The original error reported in this bug is complicated. Looking at the show-compilation output, the Resolved names pass shows

let  var a = 1, b = 1:
  builtins.trace-value(srcloc("file:///home/blerner/pyret-lang/test1.arr", 4, 0, 17, 4, 36, 53),
    print("b before test: " + torepr(b)))
  letrec 
      $underscore =
        check:
          print("a in test: " + torepr(!a))
          print("b in test: " + torepr(b))
        end:
    builtins.trace-value(srcloc("file:///home/blerner/pyret-lang/test1.arr", 11, 0, 137, 11, 38, 175),
      print("a before assign: " + torepr(!a)))
    builtins.trace-value(srcloc("file:///home/blerner/pyret-lang/test1.arr", 13, 0, 177, 13, 6, 183),
      a := 2)
    builtins.trace-value(srcloc("file:///home/blerner/pyret-lang/test1.arr", 15, 0, 185, 15, 37, 222),
      print("a after assign: " + torepr(!a)))
    let  shadow b = 2:
      letrec  $underscore = check: print(true) end:
        let 
            var c = 1,
            shadow result-after-checks1 =
              builtins.trace-value(builtin("dummy location"), nothing):
          builtins.current-checker().run-checks("file:///home/blerner/pyret-lang/test1.arr",
            [list: 
              {
                name: "check-block-1",
                run: lam() block:
                    print("a in test: " + torepr(!a))
                    print("b in test: " + torepr(b))
                  end,
                keyword-check: true,
                location: makeSrcloc(srcloc("file:///home/blerner/pyret-lang/test1.arr", 6, 0, 55, 9, 3, 135))
              },
              {
                name: "check-block-2",
                run: lam() block: print(true) end,
                keyword-check: true,
                location: makeSrcloc(srcloc("file:///home/blerner/pyret-lang/test1.arr", 19, 0, 238, 23, 3, 341))
              }
            ])
          Module(Answer : result-after-checks1,
          DefinedValues :
            [a : a, b : b, c : c, result-after-checks1 : result-after-checks1],
          DefinedTypes : [], checks : builtins.current-checker().results())
        end
      end
    end
  end
end

which shows that we've duplicated the code in the check blocks -- it's present as a binding to $underscore and also in the check-block-1 lambda.
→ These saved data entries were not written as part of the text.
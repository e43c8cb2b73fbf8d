//! Graceful JSON decoding for the document tree.
//!
//! The editor contract is structural, not schema-validated: dispatch on the
//! `type` field, read the attributes each variant cares about, and default
//! anything missing or mistyped. Below the root nothing here can fail; an
//! unrecognized or absent `type` decodes to [`UnknownNode`] and malformed
//! attributes fall back to their zero values. The only errors surface at the
//! document boundary: unparseable JSON and a missing `root` object.

use serde::de::{self, Deserialize, Deserializer};
use serde_json::{Map, Value};

use crate::error::RenderError;
use crate::model::nodes::*;

impl Document {
    /// Decode an editor payload of the form `{"root": {"children": [...]}}`.
    pub fn from_json(json: &str) -> Result<Document, RenderError> {
        let value: Value =
            serde_json::from_str(json).map_err(|e| RenderError::InvalidJson(e.to_string()))?;
        document_from_value(&value)
    }
}

impl<'de> Deserialize<'de> for Document {
    fn deserialize<D>(deserializer: D) -> Result<Self, D::Error>
    where
        D: Deserializer<'de>,
    {
        let value = Value::deserialize(deserializer)?;
        document_from_value(&value).map_err(de::Error::custom)
    }
}

impl<'de> Deserialize<'de> for DocumentNode {
    fn deserialize<D>(deserializer: D) -> Result<Self, D::Error>
    where
        D: Deserializer<'de>,
    {
        Ok(node_from_value(&Value::deserialize(deserializer)?))
    }
}

/// Decode a parsed payload. The value must carry a `root` object; its
/// `children` array (missing or malformed means empty) becomes the top-level
/// block sequence.
pub fn document_from_value(value: &Value) -> Result<Document, RenderError> {
    let root = value.get("root").ok_or(RenderError::MissingRoot)?;
    let obj = root.as_object().ok_or(RenderError::MissingRoot)?;
    Ok(Document {
        children: children_of(obj),
    })
}

/// Decode a single node. Total: anything unrecognizable becomes `Unknown`.
pub fn node_from_value(value: &Value) -> DocumentNode {
    let Some(obj) = value.as_object() else {
        return DocumentNode::Unknown(UnknownNode::default());
    };

    let node_type = obj.get("type").and_then(Value::as_str).unwrap_or("");
    match node_type {
        "text" => DocumentNode::Text(TextNode {
            text: str_field(obj, "text").unwrap_or_default(),
            format: int_field(obj, "format").filter(|f| *f >= 0).unwrap_or(0) as u32,
            style: str_field(obj, "style").filter(|s| !s.trim().is_empty()),
        }),
        "paragraph" => DocumentNode::Paragraph(ParagraphNode {
            children: children_of(obj),
        }),
        "quote" => DocumentNode::Quote(QuoteNode {
            children: children_of(obj),
        }),
        "heading" => DocumentNode::Heading(HeadingNode {
            level: heading_level(obj),
            children: children_of(obj),
        }),
        "list" => DocumentNode::List(ListNode {
            ordered: str_field(obj, "listType").as_deref() == Some("number"),
            children: children_of(obj),
        }),
        "listitem" => DocumentNode::ListItem(ListItemNode {
            children: children_of(obj),
        }),
        // Autolinks carry the same attributes as authored links.
        "link" | "autolink" => DocumentNode::Link(LinkNode {
            url: str_field(obj, "url").unwrap_or_default(),
            target: str_field(obj, "target").filter(|t| !t.is_empty()),
            children: children_of(obj),
        }),
        "image" => DocumentNode::Image(ImageNode {
            src: str_field(obj, "src").unwrap_or_default(),
            alt_text: str_field(obj, "altText").unwrap_or_default(),
            width: int_field(obj, "width"),
            height: int_field(obj, "height"),
            max_width: int_field(obj, "maxWidth"),
        }),
        "linebreak" => DocumentNode::Linebreak,
        "horizontalrule" => DocumentNode::HorizontalRule,
        "code" => DocumentNode::Code(CodeNode {
            text: str_field(obj, "text").unwrap_or_default(),
        }),
        "codehighlight" => DocumentNode::CodeHighlight(CodeHighlightNode {
            text: str_field(obj, "text").unwrap_or_default(),
            language: str_field(obj, "language").filter(|l| !l.is_empty()),
        }),
        "table" => DocumentNode::Table(TableNode {
            children: children_of(obj),
        }),
        "tablerow" => DocumentNode::TableRow(TableRowNode {
            children: children_of(obj),
        }),
        "tablecell" => DocumentNode::TableCell(TableCellNode {
            header: truthy(obj.get("header")),
            children: children_of(obj),
        }),
        "youtube" => DocumentNode::Youtube(YoutubeNode {
            video_id: str_field(obj, "videoID").filter(|id| !id.is_empty()),
        }),
        "tweet" => DocumentNode::Tweet(TweetNode {
            id: str_field(obj, "id").filter(|id| !id.is_empty()),
        }),
        other => DocumentNode::Unknown(UnknownNode {
            node_type: other.to_string(),
            text: str_field(obj, "text"),
            children: children_of(obj),
        }),
    }
}

fn children_of(obj: &Map<String, Value>) -> Vec<DocumentNode> {
    obj.get("children")
        .and_then(Value::as_array)
        .map(|items| items.iter().map(node_from_value).collect())
        .unwrap_or_default()
}

fn str_field(obj: &Map<String, Value>, name: &str) -> Option<String> {
    obj.get(name).and_then(Value::as_str).map(str::to_string)
}

fn int_field(obj: &Map<String, Value>, name: &str) -> Option<i64> {
    let value = obj.get(name)?;
    value.as_i64().or_else(|| value.as_f64().map(|f| f as i64))
}

/// Heading `tag` is one of `h1`..`h6`; anything else clamps to level 2.
fn heading_level(obj: &Map<String, Value>) -> u8 {
    match str_field(obj, "tag").as_deref() {
        Some("h1") => 1,
        Some("h2") | None => 2,
        Some("h3") => 3,
        Some("h4") => 4,
        Some("h5") => 5,
        Some("h6") => 6,
        Some(_) => 2,
    }
}

fn truthy(value: Option<&Value>) -> bool {
    match value {
        Some(Value::Bool(b)) => *b,
        Some(Value::Number(n)) => n.as_f64().is_some_and(|f| f != 0.0),
        _ => false,
    }
}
This is almost certainly a mistake of some kind...

blerner avatar Jan 02 '20 17:01 blerner

For what it's worth, I only found these bugs because I was digging around in exactly how check and closures worked together for the purposes of learning more about the implementation and behaviour of Pyret itself. If these bugs haven't been seen before then maybe they are quite esoteric.

JakeWheat avatar Jan 03 '20 18:01 JakeWheat

Re: the duplication @blerner mentions, it looks like the check-visitor gathers checks and inserts their desugaring at the end of the block, but doesn't remove the original checks.

Right now it looks like they pass through desugar and get dropped in desugar-post-tc, in contradiction of the pre- and post- condition statements.

Perhaps desugar-check should also apply the no-checks-visitor after the check-visitor in order to remove them.

michaelballantyne avatar Jan 09 '20 19:01 michaelballantyne

@michaelballantyne you are right in nearly all the ways that matter. Unfortunately right now the type checker is relying on one placement of the check blocks, while desugar-checks is relying on another, so it's more complex to remove.